Transcribe the data below verbatim from the line with "impl Notifier for RecordingNotifier" to the line with "let next = match". Include both of those lines.

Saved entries
____________
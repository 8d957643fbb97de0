//! Transient user-facing status messages

use std::sync::Mutex;
use tracing::debug;

/// Toast flavour
#[derive(Debug, Clone, Copy, PartialEq, Eq)]
pub enum ToastKind {
    /// Operation completed
    Success,
    /// Neutral information
    Info,
    /// Warning or failure the user should act on
    Error,
}

/// One status message
#[derive(Debug, Clone, PartialEq, Eq)]
pub struct Toast {
    /// Flavour
    pub kind: ToastKind,
    /// Text shown to the user
    pub message: String,
}

impl Toast {
    /// Create a toast
    pub fn new(kind: ToastKind, message: impl Into<String>) -> Self {
        Self {
            kind,
            message: message.into(),
        }
    }
}

/// Shows toasts to the user. Retains nothing.
pub trait Notifier: Send + Sync {
    /// Display `toast`
    fn show(&self, toast: Toast);

    /// Display a success toast
    fn success(&self, message: &str) {
        self.show(Toast::new(ToastKind::Success, message));
    }

    /// Display an informational toast
    fn info(&self, message: &str) {
        self.show(Toast::new(ToastKind::Info, message));
    }

    /// Display an error or warning toast
    fn error(&self, message: &str) {
        self.show(Toast::new(ToastKind::Error, message));
    }
}

/// Writes toasts to stderr
#[derive(Debug, Clone, Copy, Default)]
pub struct ConsoleNotifier;

impl Notifier for ConsoleNotifier {
    fn show(&self, toast: Toast) {
        debug!(kind = ?toast.kind, message = %toast.message, "toast");
        eprintln!("{}", toast.message);
    }
}

/// Keeps every toast in memory; useful for tests and headless callers
#[derive(Debug, Default)]
pub struct RecordingNotifier {
    toasts: Mutex<Vec<Toast>>,
}

impl RecordingNotifier {
    /// Create an empty recorder
    pub fn new() -> Self {
        Self::default()
    }

    /// All toasts shown so far, oldest first
    pub fn toasts(&self) -> Vec<Toast> {
        self.toasts.lock().unwrap_or_else(|e| e.into_inner()).clone()
    }

    /// Most recent toast
    pub fn last(&self) -> Option<Toast> {
        self.toasts.lock().unwrap_or_else(|e| e.into_inner()).last().cloned()
    }

    /// Forget recorded toasts
    pub fn clear(&self) {
        self.toasts.lock().unwrap_or_else(|e| e.into_inner()).clear();
    }
}

impl Notifier for RecordingNotifier {
    fn show(&self, toast: Toast) {
        self.toasts.lock().unwrap_or_else(|e| e.into_inner()).push(toast);
    }
}
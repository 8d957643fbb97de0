use super::{DARK_MODE_KEY, KeyValueStore};
use crate::error::StorageError;

/// Display theme
#[derive(Debug, Clone, Copy, PartialEq, Eq, Default)]
pub enum Theme {
    /// Light background
    #[default]
    Light,
    /// Dark background
    Dark,
}

impl Theme {
    /// True for [`Theme::Dark`]
    pub fn is_dark(self) -> bool {
        matches!(self, Theme::Dark)
    }

    /// Label for the toggle control
    pub fn toggle_label(self) -> &'static str {
        match self {
            Theme::Dark => "☀️ Light Mode",
            Theme::Light => "🌙 Dark Mode",
        }
    }
}

/// Persisted display preferences, independent of history
#[derive(Debug, Clone)]
pub struct Preferences<S> {
    storage: S,
}

impl<S: KeyValueStore> Preferences<S> {
    /// Preferences persisted in `storage`
    pub fn new(storage: S) -> Self {
        Self { storage }
    }

    /// Stored theme; anything but `"true"` reads as light
    pub fn theme(&self) -> Theme {
        match self.storage.get(DARK_MODE_KEY) {
            Ok(Some(value)) if value.trim() == "true" => Theme::Dark,
            _ => Theme::Light,
        }
    }

    /// Persist `theme`
    pub fn set_theme(&self, theme: Theme) -> Result<(), StorageError> {
        let flag = if theme.is_dark() { "true" } else { "false" };
        self.storage.set(DARK_MODE_KEY, flag)
    }

    /// Flip and persist the theme, returning the new one
    pub fn toggle_dark_mode(&self) -> Result<Theme, StorageError> {
        let next = match self.theme() {
            Theme::Dark => Theme::Light,
            Theme::Light => Theme::Dark,
        };
        self.set_theme(next)?;
        Ok(next)
    }
}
____________
■ **ANSWER**:
impl Notifier for RecordingNotifier {
    fn show(&self, toast: Toast) {
        self.toasts.lock().unwrap_or_else(|e| e.into_inner()).push(toast);
    }
}
repository 8d957643fbb97de0
use super::{DARK_MODE_KEY, KeyValueStore};
use crate::error::StorageError;

/// Display theme
#[derive(Debug, Clone, Copy, PartialEq, Eq, Default)]
pub enum Theme {
    /// Light background
    #[default]
    Light,
    /// Dark background
    Dark,
}

impl Theme {
    /// True for [`Theme::Dark`]
    pub fn is_dark(self) -> bool {
        matches!(self, Theme::Dark)
    }

    /// Label for the toggle control
    pub fn toggle_label(self) -> &'static str {
        match self {
            Theme::Dark => "☀️ Light Mode",
            Theme::Light => "🌙 Dark Mode",
        }
    }
}

/// Persisted display preferences, independent of history
#[derive(Debug, Clone)]
pub struct Preferences<S> {
    storage: S,
}

impl<S: KeyValueStore> Preferences<S> {
    /// Preferences persisted in `storage`
    pub fn new(storage: S) -> Self {
        Self { storage }
    }

    /// Stored theme; anything but `"true"` reads as light
    pub fn theme(&self) -> Theme {
        match self.storage.get(DARK_MODE_KEY) {
            Ok(Some(value)) if value.trim() == "true" => Theme::Dark,
            _ => Theme::Light,
        }
    }

    /// Persist `theme`
    pub fn set_theme(&self, theme: Theme) -> Result<(), StorageError> {
        let flag = if theme.is_dark() { "true" } else { "false" };
        self.storage.set(DARK_MODE_KEY, flag)
    }

    /// Flip and persist the theme, returning the new one
    pub fn toggle_dark_mode(&self) -> Result<Theme, StorageError> {
        let next = match self.theme() {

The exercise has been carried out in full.